- The Washington Times - Thursday, October 3, 2002

Along the Atlantic Ocean fronts, much of the weekend fishing might be curtailed by Hurricane Lili. It's not that the hurricane will visit us in the Middle Atlantic, but there's a chance of wind and rain that might be associated with the outer edges of the storm, kind of the way tropical storms Gustave and Isidore recently brought us weather changes. In addition, we're told that a weather front from the north could meet up with southern breezes over our area and that could make for a wet weekend or maybe not. How's that for vacillating?

However, with a little luck there'll be more bluefish and rockfish schools seen breaking the water's surface all over the Chesapeake Bay, with even some keeper-size rockfish hooked by bass boaters inside the tributary rivers. Ocean surf fishing could provide bluefish, some channel bass and kingfish, with offshore boats doing the marlin and tuna thing.

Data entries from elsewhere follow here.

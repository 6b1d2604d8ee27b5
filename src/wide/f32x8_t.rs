// Copyright 2020 Yevhenii Reizner
//
// Use of this source code is governed by a BSD-style license that can be
// found in the LICENSE file.

// Based on https://github.com/Lokathor/wide (Zlib)

use bytemuck::cast;

use super::{i32x8, u32x8};

cfg_if::cfg_if! {
    if #[cfg(all(feature = "simd", target_feature = "avx"))] {
        #[cfg(target_arch = "x86")]
        use core::arch::x86::*;
        #[cfg(target_arch = "x86_64")]
        use core::arch::x86_64::*;

        #[derive(Clone, Copy, Debug)]
        #[repr(C, align(32))]
        pub struct f32x8(__m256);
    } else {
        use super::f32x4;

        #[derive(Clone, Copy, Debug)]
        #[repr(C, align(32))]
        pub struct f32x8(pub f32x4, pub f32x4);
    }
}

unsafe impl bytemuck::Zeroable for f32x8 {}
unsafe impl bytemuck::Pod for f32x8 {}

impl Default for f32x8 {
    fn default() -> Self {
        Self::splat(0.0)
    }
}

impl f32x8 {
    pub fn splat(n: f32) -> Self {
        cast([n, n, n, n, n, n, n, n])
    }

    pub fn floor(self) -> Self {
        cfg_if::cfg_if! {
            if #[cfg(all(feature = "simd", target_feature = "avx"))] {
                Self(unsafe { _mm256_floor_ps(self.0) })
            } else {
                Self(self.0.floor(), self.1.floor())
            }
        }
    }

    pub fn fract(self) -> Self {
        self - self.floor()
    }

    pub fn normalize(self) -> Self {
        self.max(f32x8::default()).min(f32x8::splat(1.0))
    }

    pub fn to_i32x8_bitcast(self) -> i32x8 {
        cast(self)
    }

    pub fn to_u32x8_bitcast(self) -> u32x8 {
        cast(self)
    }

    pub fn cmp_eq(self, rhs: Self) -> Self {
        cfg_if::cfg_if! {
            if #[cfg(all(feature = "simd", target_feature = "avx"))] {
                Self(unsafe { _mm256_cmp_ps(self.0, rhs.0, _CMP_EQ_OQ) })
            } else {
                Self(self.0.cmp_eq(rhs.0), self.1.cmp_eq(rhs.1))
            }
        }
    }

    pub fn cmp_ne(self, rhs: Self) -> Self {
        cfg_if::cfg_if! {
            if #[cfg(all(feature = "simd", target_feature = "avx"))] {
                Self(unsafe { _mm256_cmp_ps(self.0, rhs.0, _CMP_NEQ_UQ) })
            } else {
                Self(self.0.cmp_ne(rhs.0), self.1.cmp_ne(rhs.1))
            }
        }
    }

    pub fn cmp_ge(self, rhs: Self) -> Self {
        cfg_if::cfg_if! {
            if #[cfg(all(feature = "simd", target_feature = "avx"))] {
                Self(unsafe { _mm256_cmp_ps(self.0, rhs.0, _CMP_GE_OQ) })
            } else {
                Self(self.0.cmp_ge(rhs.0), self.1.cmp_ge(rhs.1))
            }
        }
    }

    pub fn cmp_gt(self, rhs: Self) -> Self {
        cfg_if::cfg_if! {
            if #[cfg(all(feature = "simd", target_feature = "avx"))] {
                Self(unsafe { _mm256_cmp_ps(self.0, rhs.0, _CMP_GT_OQ) })
            } else {
                Self(self.0.cmp_gt(rhs.0), self.1.cmp_gt(rhs.1))
            }
        }
    }

    pub fn cmp_le(self, rhs: Self) -> Self {
        cfg_if::cfg_if! {
            if #[cfg(all(feature = "simd", target_feature = "avx"))] {
                Self(unsafe { _mm256_cmp_ps(self.0, rhs.0, _CMP_LE_OQ) })
            } else {
                Self(self.0.cmp_le(rhs.0), self.1.cmp_le(rhs.1))
            }
        }
    }

    pub fn cmp_lt(self, rhs: Self) -> Self {
        cfg_if::cfg_if! {
            if #[cfg(all(feature = "simd", target_feature = "avx"))] {
                Self(unsafe { _mm256_cmp_ps(self.0, rhs.0, _CMP_LT_OQ) })
            } else {
                Self(self.0.cmp_lt(rhs.0), self.1.cmp_lt(rhs.1))
            }
        }
    }

    #[inline]
    pub fn blend(self, t: Self, f: Self) -> Self {
        cfg_if::cfg_if! {
            if #[cfg(all(feature = "simd", target_feature = "avx"))] {
                Self(unsafe { _mm256_blendv_ps(f.0, t.0, self.0) })
            } else {
                Self(self.0.blend(t.0, f.0), self.1.blend(t.1, f.1))
            }
        }
    }

    pub fn abs(self) -> Self {
        let non_sign_bits = f32x8::splat(f32::from_bits(i32::MAX as u32));
        self & non_sign_bits
    }

    pub fn max(self, rhs: Self) -> Self {
        // These technically don't have the same semantics for NaN and 0, but it
        // doesn't seem to matter as Skia does it the same way.
        cfg_if::cfg_if! {
            if #[cfg(all(feature = "simd", target_feature = "avx"))] {
                Self(unsafe { _mm256_max_ps(self.0, rhs.0) })
            } else {
                Self(self.0.max(rhs.0), self.1.max(rhs.1))
            }
        }
    }

    pub fn min(self, rhs: Self) -> Self {
        cfg_if::cfg_if! {
            if #[cfg(all(feature = "simd", target_feature = "avx"))] {
                Self(unsafe { _mm256_min_ps(self.0, rhs.0) })
            } else {
                Self(self.0.min(rhs.0), self.1.min(rhs.1))
            }
        }
    }

    pub fn trunc_int(self) -> i32x8 {
        cfg_if::cfg_if! {
            if #[cfg(all(feature = "simd", target_feature = "avx"))] {
                cast(unsafe { _mm256_cvttps_epi32(self.0) })
            } else {
                i32x8(self.0.trunc_int(), self.1.trunc_int())
            }
        }
    }

    pub fn recip_fast(self) -> Self {
        cfg_if::cfg_if! {
            if #[cfg(all(feature = "simd", target_feature = "avx"))] {
                Self(unsafe { _mm256_rcp_ps(self.0) })
            } else {
                Self(self.0.recip_fast(), self.1.recip_fast())
            }
        }
    }

    pub fn recip_sqrt(self) -> Self {
        cfg_if::cfg_if! {
            if #[cfg(all(feature = "simd", target_feature = "avx"))] {
                Self(unsafe { _mm256_rsqrt_ps(self.0) })
            } else {
                Self(self.0.recip_sqrt(), self.1.recip_sqrt())
            }
        }
    }

    pub fn sqrt(self) -> Self {
        cfg_if::cfg_if! {
            if #[cfg(all(feature = "simd", target_feature = "avx"))] {
                Self(unsafe { _mm256_sqrt_ps(self.0) })
            } else {
                Self(self.0.sqrt(), self.1.sqrt())
            }
        }
    }
}

impl From<[f32; 8]> for f32x8 {
    fn from(v: [f32; 8]) -> Self {
        cast(v)
    }
}

impl From<f32x8> for [f32; 8] {
    fn from(v: f32x8) -> Self {
        cast(v)
    }
}

impl core::ops::Add for f32x8 {
    type Output = Self;

    fn add(self, rhs: Self) -> Self::Output {
        cfg_if::cfg_if! {
            if #[cfg(all(feature = "simd", target_feature = "avx"))] {
                Self(unsafe { _mm256_add_ps(self.0, rhs.0) })
            } else {
                Self(self.0 + rhs.0, self.1 + rhs.1)
            }
        }
    }
}

impl core::ops::AddAssign for f32x8 {
    fn add_assign(&mut self, rhs: f32x8) {
        *self = *self + rhs;
    }
}

impl core::ops::Sub for f32x8 {
    type Output = Self;

    fn sub(self, rhs: Self) -> Self::Output {
        cfg_if::cfg_if! {
            if #[cfg(all(feature = "simd", target_feature = "avx"))] {
                Self(unsafe { _mm256_sub_ps(self.0, rhs.0) })
            } else {
                Self(self.0 - rhs.0, self.1 - rhs.1)
            }
        }
    }
}

impl core::ops::SubAssign for f32x8 {
    fn sub_assign(&mut self, rhs: f32x8) {
        *self = *self - rhs;
    }
}

impl core::ops::Mul for f32x8 {
    type Output = Self;

    fn mul(self, rhs: Self) -> Self::Output {
        cfg_if::cfg_if! {
            if #[cfg(all(feature = "simd", target_feature = "avx"))] {
                Self(unsafe { _mm256_mul_ps(self.0, rhs.0) })
            } else {
                Self(self.0 * rhs.0, self.1 * rhs.1)
            }
        }
    }
}

impl core::ops::MulAssign for f32x8 {
    fn mul_assign(&mut self, rhs: f32x8) {
        *self = *self * rhs;
    }
}

impl core::ops::Div for f32x8 {
    type Output = Self;

    fn div(self, rhs: Self) -> Self::Output {
        cfg_if::cfg_if! {
            if #[cfg(all(feature = "simd", target_feature = "avx"))] {
                Self(unsafe { _mm256_div_ps(self.0, rhs.0) })
            } else {
                Self(self.0 / rhs.0, self.1 / rhs.1)
            }
        }
    }
}

impl core::ops::BitAnd for f32x8 {
    type Output = Self;

    #[inline(always)]
    fn bitand(self, rhs: Self) -> Self::Output {
        cfg_if::cfg_if! {
            if #[cfg(all(feature = "simd", target_feature = "avx"))] {
                Self(unsafe { _mm256_and_ps(self.0, rhs.0) })
            } else {
                Self(self.0 & rhs.0, self.1 & rhs.1)
            }
        }
    }
}

impl core::ops::BitOr for f32x8 {
    type Output = Self;

    #[inline(always)]
    fn bitor(self, rhs: Self) -> Self::Output {
        cfg_if::cfg_if! {
            if #[cfg(all(feature = "simd", target_feature = "avx"))] {
                Self(unsafe { _mm256_or_ps(self.0, rhs.0) })
            } else {
                Self(self.0 | rhs.0, self.1 | rhs.1)
            }
        }
    }
}

impl core::ops::BitXor for f32x8 {
    type Output = Self;

    #[inline(always)]
    fn bitxor(self, rhs: Self) -> Self::Output {
        cfg_if::cfg_if! {
            if #[cfg(all(feature = "simd", target_feature = "avx"))] {
                Self(unsafe { _mm256_xor_ps(self.0, rhs.0) })
            } else {
                Self(self.0 ^ rhs.0, self.1 ^ rhs.1)
            }
        }
    }
}

impl core::ops::Neg for f32x8 {
    type Output = Self;

    fn neg(self) -> Self {
        Self::default() - self
    }
}

impl core::ops::Not for f32x8 {
    type Output = Self;

    fn not(self) -> Self {
        cast(!self.to_u32x8_bitcast())
    }
}

impl core::cmp::PartialEq for f32x8 {
    fn eq(&self, rhs: &Self) -> bool {
        let a: [f32; 8] = cast(*self);
        let b: [f32; 8] = cast(*rhs);
        a == b
    }
}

Maryland's Department of Natural Resources wants fishermen to know about two Web sites with lots of useful information that can be applied to fishing excursions. The Tidewater Ecosystem Assessment Program sites will provide Chesapeake Bay water temperatures, dissolved oxygen amounts, salinity, pH factors and turbidity. They will also show where submerged aquatic vegetation or harmful algae is located, what fish species are found in any particular area and how the water quality rates. This monitoring data is available at www.dnr.state.md.us/bay or www.eyesonthebay.net. The data is not available in winter because of reduced ecological activity and the chance that remote sensing equipment might be damaged by ice.